Shortly after Dinah's departure, shocking word was received at the hospital. Bill Harbison and some men from LARU-8 were flying down to Noumea for fresh vegetables. The plane caught fire. Radioed its position east of Noumea. It went into the rough ocean and all hands were lost.

Nellie could not work and had to be excused from her duties. She lay down, and against her will, she cried. It was horrible to think of a man so young and able dying so uselessly. In that moment Nellie found that war itself is understandable. It's the things that go along with it, things that happen to people you know, that are incomprehensible, and have been in all ages. She was physically ill for three days.

Then, in a flash, word came that all but one of the men had been found on a life raft. They were knocked about, but they would be all right. Harbison was saved. Again Nellie stayed in her room. She found that she did not want to see Bill, but that she was very glad he was alive. She realized that Bill carried part of her with him, and she was happy when that part lived again. Yet when the handsome young lieutenant appeared in the hospital with his indefinite nurse trailing along, Nellie felt sorry she had seen him again. He was sunburnt from his exposure, handsomer than ever. Every night for a week he sat at one table or another with his nurse, telling about the days on the raft. They must have been horrible.

Nellie was rescued from her emotional impasse by thoughtful Dinah, who asked for her to be sent north. Gleefully, she packed and waited for the plane. She had never ridden on an airplane before. She watched it come in from Noumea, carefully noted the busy work that accompanies any landing or takeoff, and gasped when she saw how exquisite Efate and Vanicoro were from the air. The pilot purposely flew east a bit so his passengers could see the volcanoes. The landing was perfect, and Nellie stepped out of the plane in much the same manner that Cinderella must have stepped from the pumpkin. This was living!
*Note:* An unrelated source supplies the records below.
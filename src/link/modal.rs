// src/link/modal.rs
//
// Focus and scroll side effects of the profile modal, as a scoped resource.

use std::fmt::Debug;

/// What the frontend must do when a profile opens or closes.
pub trait ModalHost {
    /// Whatever identifies a focusable element in this frontend.
    type Focus: Clone + Debug + PartialEq;

    fn focused(&self) -> Option<Self::Focus>;

    /// Put focus back where it was (`None` = nothing focused).
    fn restore_focus(&mut self, target: Option<Self::Focus>);

    fn focus_close_control(&mut self);

    fn set_scroll_locked(&mut self, locked: bool);
}

/// Held while a profile is open. `release` consumes it, so every exit path
/// (close button, backdrop, Escape, history navigation) runs the same cleanup
/// exactly once.
#[derive(Debug)]
#[must_use = "a modal session must be released to unlock scroll and restore focus"]
pub struct ModalSession<F> {
    previous_focus: Option<F>,
}

impl<F: Clone + Debug + PartialEq> ModalSession<F> {
    pub fn acquire<H: ModalHost<Focus = F>>(host: &mut H) -> Self {
        let previous_focus = host.focused();
        host.set_scroll_locked(true);
        host.focus_close_control();
        Self { previous_focus }
    }

    pub fn release<H: ModalHost<Focus = F>>(self, host: &mut H) {
        host.set_scroll_locked(false);
        host.restore_focus(self.previous_focus);
    }
}

/// Host for frontends without focus or scrolling (the CLI).
#[derive(Clone, Copy, Debug, Default)]
pub struct NullHost;

impl ModalHost for NullHost {
    type Focus = ();
    fn focused(&self) -> Option<()> { None }
    fn restore_focus(&mut self, _target: Option<()>) {}
    fn focus_close_control(&mut self) {}
    fn set_scroll_locked(&mut self, _locked: bool) {}
}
Dinah met her at the airfield. That night she met Emile De Becque. It was at a dinner given in a French plantation home in honor of the new nurses. Nellie, Dinah, three other nurses and some doctors were seated in an open-air, roofed-in pavilion by the ocean. Candles provided flickering light. Screens kept moths away, and a small Tonkinese boy went around periodically with a mosquito bomb which he delighted to make fizz. Young Tonk men served the food, which was very good.

At another table sat two Frenchmen having their dinner. One was short and fat, the proprietor of the plantation. Nellie had met him earlier in the evening. The other was a remarkable fellow. He was in his middle forties, slim, a bit stoop-shouldered. His eyes were black and deep-set. His eyebrows were bushy. He had long arms and wrists, and although he used his hands constantly in making conversation, they were relaxed and delicate in their movements.

Nellie tried not to stare at the Frenchman, but while waiting for the lobster and rice, she was detected by the proprietor studying his guest. The fat Frenchman rose and approached one of the doctors. "Ah, docteur!" he cried in bonhomie. "May I present my very good friend, Emile De Becque? He is our foremost De Gaullist!"